As chief justice of the N.C. Supreme Court, I. Beverly Lake voted to affirm nearly 200 death sentences. But last week, he published an essay explaining why he now believes the death penalty is fundamentally unfair and violates the constitutional ban on cruel and unusual punishment. That essay marks the completion of an important journey for Lake, and perhaps North Carolina as well.
What brought Lake to this point? He is in his 80’s and long past the days when he played an active role in the capital punishment system, and saw its injustices up close. The answer is that Lake walked a long winding path to get here, and the distance he had to travel in his lifetime is remarkable.
Lake’s journey mirrors that of his home state. North Carolina once sent dozens of people a year to death row, most without protections we now consider essential to fair capital trials. Today, executions have been on hold for 10 years and a recent death sentence in Pitt County was the first in nearly two years.
In 1972, Justice Thurgood Marshall wrote in Furman v. Georgia that Americans supported the death penalty because they didn’t know how it badly was administered; he predicted that as Americans became aware of the reality of capital punishment, their support for it would evaporate. Lake is only the most recent North Carolinian to lift the veil and see the death penalty for what it is; and, as Marshall predicted, the reality appalled him.
Lake’s path began in a family firmly rooted in North Carolina’s past. His father, I. Beverly Lake Sr., a prominent judge and politician, is perhaps best known for his unsuccessful 1960 campaign for governor, in which he ran as an ardent champion of racial segregation.
When he became a judge, Lake earned a reputation for his tough-on-crime approach. He carried a gun to court. He once had a defendant’s mouth duct-taped shut.
His belief in the death penalty appeared unwavering. Lake voted to affirm 185 death sentences during 12 years on the state Supreme Court, including the sentences of four people who were later exonerated. Many more of the death sentences he upheld were reversed by later courts and governors because of issues such as prosecutorial misconduct, mental illness, intellectual disability, or race discrimination.
But even as he took a hard line on the death penalty, Lake began to recognize serious flaws in our justice system. He was deeply affected by the 1995 DNA exoneration of Ronald Cotton, who spent 10 years in prison for a rape he did not commit.
In 2002, Lake made a courageous “Nixon to China” move that only someone with his law-and-order credentials could have pulled off. He established the N.C. Actual Innocence Commission, a first-of-its-kind gathering of judges, prosecutors, law enforcement, and victims’ rights advocates along with defense attorneys and academics. More than that, he was actively involved in his Commission’s work.
As co-director of Duke’s Wrongful Convictions Clinic, I was part of that group. It’s an understatement to say it was difficult to bring together diverse advocates whose prior relationships had been adversarial and often contentious. At one point, when differing opinions on the death penalty threatened to tear us apart, Lake preserved and strengthened the Commission by removing the death penalty from discussion.

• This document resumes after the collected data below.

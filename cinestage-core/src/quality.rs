// ============================================================================
// cinestage-core/src/quality.rs
// ============================================================================
//
// QUALITY CHECK: VMAF, PSNR and SSIM Against the Original Input
//
// The enhanced artifact is scaled and resampled onto the reference's
// resolution and frame rate, then compared with three separate ffmpeg passes.
// Each metric degrades independently: a pass that fails or prints nothing
// parseable leaves that metric NOT_MEASURED and is listed in `failures`,
// while the other metrics are still reported. Only cancellation and report
// I/O errors escape as `Err`.
//
// KEY COMPONENTS:
// - MetricScore / MetricStatus: One metric against its target
// - QualityReport: JSON + CSV report of the three metrics
// - QualityGrade: Overall grade derived from VMAF

use crate::config::QualityConfig;
use crate::enhance::fps_arg;
use crate::error::{CoreError, CoreResult};
use crate::external::{ExpectedOutput, Filter, FilterChain, FilterGraph, ToolCommand};
use crate::logging::log_subsection;
use crate::media::MediaArtifact;
use crate::pipeline::StageContext;

use chrono::{DateTime, Local};
use log::{info, warn};
use once_cell::sync::Lazy;
use regex::Regex;
use serde::Serialize;
use std::fmt::{self, Write as _};
use std::fs;
use std::path::{Path, PathBuf};

static PSNR_AVERAGE_RE: Lazy<Result<Regex, regex::Error>> =
    Lazy::new(|| Regex::new(r"(?i)average:\s*([0-9]+(?:\.[0-9]+)?)"));

static SSIM_ALL_RE: Lazy<Result<Regex, regex::Error>> =
    Lazy::new(|| Regex::new(r"All:\s*([0-9]+(?:\.[0-9]+)?)"));

// ============================================================================
// METRICS
// ============================================================================

#[derive(Debug, Clone, Copy, PartialEq, Eq, Serialize)]
#[serde(rename_all = "SCREAMING_SNAKE_CASE")]
pub enum MetricStatus {
    Pass,
    Fail,
    NotMeasured,
}

impl fmt::Display for MetricStatus {
    fn fmt(&self, f: &mut fmt::Formatter<'_>) -> fmt::Result {
        f.write_str(match self {
            MetricStatus::Pass => "PASS",
            MetricStatus::Fail => "FAIL",
            MetricStatus::NotMeasured => "NOT_MEASURED",
        })
    }
}

/// One perceptual metric compared against its pass threshold.
#[derive(Debug, Clone, PartialEq, Serialize)]
pub struct MetricScore {
    pub score: Option<f64>,
    pub target: f64,
    /// `0-100`, `dB` or `0-1`.
    pub scale: &'static str,
    pub status: MetricStatus,
}

impl MetricScore {
    pub fn new(score: Option<f64>, target: f64, scale: &'static str) -> Self {
        let status = match score {
            Some(s) if s >= target => MetricStatus::Pass,
            Some(_) => MetricStatus::Fail,
            None => MetricStatus::NotMeasured,
        };
        Self {
            score,
            target,
            scale,
            status,
        }
    }
}

#[derive(Debug, Clone, PartialEq, Serialize)]
pub struct QualityMetrics {
    pub vmaf: MetricScore,
    pub psnr: MetricScore,
    pub ssim: MetricScore,
}

impl QualityMetrics {
    pub fn from_scores(
        vmaf: Option<f64>,
        psnr: Option<f64>,
        ssim: Option<f64>,
        targets: &QualityConfig,
    ) -> Self {
        Self {
            vmaf: MetricScore::new(vmaf, targets.vmaf_target, "0-100"),
            psnr: MetricScore::new(psnr, targets.psnr_target, "dB"),
            ssim: MetricScore::new(ssim, targets.ssim_target, "0-1"),
        }
    }
}

/// Overall delivery grade, banded on the VMAF score.
#[derive(Debug, Clone, Copy, PartialEq, Eq, Serialize)]
#[serde(rename_all = "SCREAMING_SNAKE_CASE")]
pub enum QualityGrade {
    Excellent,
    Good,
    Acceptable,
    Poor,
    NotMeasured,
}

impl QualityGrade {
    pub fn from_vmaf(vmaf: Option<f64>, bands: &QualityConfig) -> Self {
        match vmaf {
            None => QualityGrade::NotMeasured,
            Some(v) if v >= bands.grade_excellent => QualityGrade::Excellent,
            Some(v) if v >= bands.grade_good => QualityGrade::Good,
            Some(v) if v >= bands.grade_acceptable => QualityGrade::Acceptable,
            Some(_) => QualityGrade::Poor,
        }
    }
}

impl fmt::Display for QualityGrade {
    fn fmt(&self, f: &mut fmt::Formatter<'_>) -> fmt::Result {
        f.write_str(match self {
            QualityGrade::Excellent => "EXCELLENT",
            QualityGrade::Good => "GOOD",
            QualityGrade::Acceptable => "ACCEPTABLE",
            QualityGrade::Poor => "POOR",
            QualityGrade::NotMeasured => "NOT_MEASURED",
        })
    }
}

// ============================================================================
// REPORT
// ============================================================================

#[derive(Debug, Clone, PartialEq, Serialize)]
pub struct QualityReport {
    pub video_name: String,
    pub reference_video: PathBuf,
    pub enhanced_video: PathBuf,
    pub timestamp: DateTime<Local>,
    pub metrics: QualityMetrics,
    /// Metrics that could not be measured, with the reason.
    pub failures: Vec<String>,
    pub json_report: PathBuf,
    pub csv_report: PathBuf,
    #[serde(skip_serializing_if = "Option::is_none")]
    pub vmaf_log: Option<PathBuf>,
}

impl QualityReport {
    pub fn is_degraded(&self) -> bool {
        !self.failures.is_empty()
    }
}

/// `Metric,Score,Status` table mirroring the JSON report.
pub fn render_csv(metrics: &QualityMetrics) -> String {
    let cell = |score: Option<f64>, precision: usize, suffix: &str| match score {
        Some(s) => format!("{s:.precision$}{suffix}"),
        None => "n/a".to_string(),
    };
    let mut out = String::from("Metric,Score,Status\n");
    let _ = writeln!(out, "VMAF,{},{}", cell(metrics.vmaf.score, 2, ""), metrics.vmaf.status);
    let _ = writeln!(out, "PSNR,{},{}", cell(metrics.psnr.score, 2, " dB"), metrics.psnr.status);
    let _ = writeln!(out, "SSIM,{},{}", cell(metrics.ssim.score, 4, ""), metrics.ssim.status);
    out
}

// ============================================================================
// STAGE
// ============================================================================

/// Compares `enhanced` against `reference` and writes the reports into `out_dir`.
pub fn check_quality(
    ctx: &StageContext<'_>,
    reference: &MediaArtifact,
    enhanced: &MediaArtifact,
    out_dir: &Path,
) -> CoreResult<QualityReport> {
    log_subsection("Quality Check");
    fs::create_dir_all(out_dir)?;
    let name = reference.stem();
    let targets = &ctx.config.quality;
    let mut failures = Vec::new();

    info!("Calculating VMAF");
    let vmaf_log = out_dir.join(format!("{name}_vmaf.json"));
    let vmaf_graph = comparison_graph(
        reference,
        Filter::new("libvmaf")
            .kv("log_fmt", "json")
            .kv("log_path", vmaf_log.display())
            .kv("n_threads", targets.vmaf_threads),
    );
    let vmaf_cmd = comparison_command(ctx, reference, enhanced, &vmaf_graph)
        .expect(ExpectedOutput::File(vmaf_log.clone()));
    let vmaf = measure("VMAF", &mut failures, || {
        ctx.invoker.execute(&vmaf_cmd, ctx.cancel)?;
        parse_vmaf_log(&fs::read_to_string(&vmaf_log)?)
    })?;

    info!("Calculating PSNR");
    let psnr_cmd = comparison_command(
        ctx,
        reference,
        enhanced,
        &comparison_graph(reference, Filter::new("psnr")),
    );
    let psnr = measure("PSNR", &mut failures, || {
        let output = ctx.invoker.execute(&psnr_cmd, ctx.cancel)?;
        parse_psnr(&output.stderr)
    })?;

    info!("Calculating SSIM");
    let ssim_cmd = comparison_command(
        ctx,
        reference,
        enhanced,
        &comparison_graph(reference, Filter::new("ssim")),
    );
    let ssim = measure("SSIM", &mut failures, || {
        let output = ctx.invoker.execute(&ssim_cmd, ctx.cancel)?;
        parse_ssim(&output.stderr)
    })?;

    let metrics = QualityMetrics::from_scores(vmaf, psnr, ssim, targets);
    let report = QualityReport {
        video_name: name.clone(),
        reference_video: reference.path.clone(),
        enhanced_video: enhanced.path.clone(),
        timestamp: Local::now(),
        metrics,
        failures,
        json_report: out_dir.join(format!("{name}_quality.json")),
        csv_report: out_dir.join(format!("{name}_quality.csv")),
        vmaf_log: vmaf.map(|_| vmaf_log),
    };
    fs::write(&report.json_report, serde_json::to_string_pretty(&report)?)?;
    fs::write(&report.csv_report, render_csv(&report.metrics))?;

    info!(
        "VMAF {} ({}), PSNR {} ({}), SSIM {} ({})",
        display_score(report.metrics.vmaf.score, 2),
        report.metrics.vmaf.status,
        display_score(report.metrics.psnr.score, 2),
        report.metrics.psnr.status,
        display_score(report.metrics.ssim.score, 4),
        report.metrics.ssim.status
    );
    Ok(report)
}

/// Runs one metric pass, turning any failure except cancellation into a
/// recorded gap.
fn measure(
    metric: &str,
    failures: &mut Vec<String>,
    pass: impl FnOnce() -> CoreResult<f64>,
) -> CoreResult<Option<f64>> {
    match pass() {
        Ok(score) => Ok(Some(score)),
        Err(e) if e.is_cancelled() => Err(e),
        Err(e) => {
            warn!("{} could not be measured: {}", metric, e);
            failures.push(format!("{metric}: {e}"));
            Ok(None)
        }
    }
}

fn display_score(score: Option<f64>, precision: usize) -> String {
    score
        .map(|s| format!("{s:.precision$}"))
        .unwrap_or_else(|| "n/a".to_string())
}

/// `[0:v]fps,scale,setpts[main];[1:v]setpts[ref];[main][ref]<metric>`.
fn comparison_graph(reference: &MediaArtifact, metric: Filter) -> FilterGraph {
    let mut main = FilterChain::new().input("0:v");
    if reference.frame_rate.is_finite() && reference.frame_rate > 0.0 {
        main = main.then(Filter::new("fps").pos(fps_arg(reference.frame_rate)));
    }
    let main = main
        .then(
            Filter::new("scale")
                .pos(reference.resolution.width)
                .pos(reference.resolution.height)
                .kv("flags", "bicubic"),
        )
        .then(Filter::new("setpts").pos("PTS-STARTPTS"))
        .output("main");

    FilterGraph::new()
        .chain(main)
        .chain(
            FilterChain::new()
                .input("1:v")
                .then(Filter::new("setpts").pos("PTS-STARTPTS"))
                .output("ref"),
        )
        .chain(FilterChain::new().input("main").input("ref").then(metric))
}

fn comparison_command(
    ctx: &StageContext<'_>,
    reference: &MediaArtifact,
    enhanced: &MediaArtifact,
    graph: &FilterGraph,
) -> ToolCommand {
    ctx.config
        .tools
        .ffmpeg()
        .opt("-i", &enhanced.path)
        .opt("-i", &reference.path)
        .filter("-lavfi", graph)
        .opt("-f", "null")
        .arg("-")
}

// ============================================================================
// PARSERS
// ============================================================================

/// Pooled mean VMAF from a libvmaf JSON log.
pub fn parse_vmaf_log(json: &str) -> CoreResult<f64> {
    let value: serde_json::Value = serde_json::from_str(json)?;
    value
        .pointer("/pooled_metrics/vmaf/mean")
        .and_then(serde_json::Value::as_f64)
        .ok_or_else(|| CoreError::Analysis("VMAF log has no pooled_metrics.vmaf.mean".to_string()))
}

/// Average PSNR from the filter's summary line (the last one wins).
pub fn parse_psnr(stderr: &str) -> CoreResult<f64> {
    last_capture(&PSNR_AVERAGE_RE, stderr, "PSNR")
}

/// Combined SSIM from the `All:` field of the summary line.
pub fn parse_ssim(stderr: &str) -> CoreResult<f64> {
    last_capture(&SSIM_ALL_RE, stderr, "SSIM")
}

fn last_capture(
    re: &'static Lazy<Result<Regex, regex::Error>>,
    text: &str,
    metric: &str,
) -> CoreResult<f64> {
    let re = re
        .as_ref()
        .map_err(|e| CoreError::Analysis(format!("invalid {metric} regex: {e}")))?;
    text.lines()
        .filter_map(|line| re.captures(line)?.get(1)?.as_str().parse::<f64>().ok())
        .last()
        .ok_or_else(|| CoreError::Analysis(format!("no {metric} summary in ffmpeg output")))
}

Under his leadership, we enacted some of the strongest protections in the country for defendants, which strengthened the system and made it fairer. Because of that work, many innocent people have been freed from prison, including Henry McCollum, who was North Carolina’s longest serving death row inmate when DNA testing proved him innocent in 2014.
Lake was in the courtroom when McCollum and his brother Leon Brown, who were intellectually disabled teenagers when they went to prison, were finally granted their freedom. Lake stood and applauded; it was an iconic sight. Maybe that was the moment the former chief justice reconsidered his confidence in the death penalty itself.
Nationwide, 150 death row inmates have now been exonerated. Our system’s grievous mistakes, especially in cases in which we seek the most serious punishment, have become too glaring to ignore.
There is no justification in executing our most vulnerable and defenseless citizens — juveniles, the poor, people with mental illness and intellectual disabilities — the very people Lake said, in his op-ed last week, cannot get a fair trial in our system. Nor should we continue to pinch our nose and argue that their deaths are necessary to preserve our way of life.
It took integrity for Lake to let the people of North Carolina know he had changed his mind about the death penalty. I hope North Carolina will soon muster Lake’s courage, and say that the death penalty has no place in our future.
James Coleman is the John S. Bradway Professor of the Practice of Law at Duke University. He is also the co-director of Duke’s Wrongful Convictions Clinic.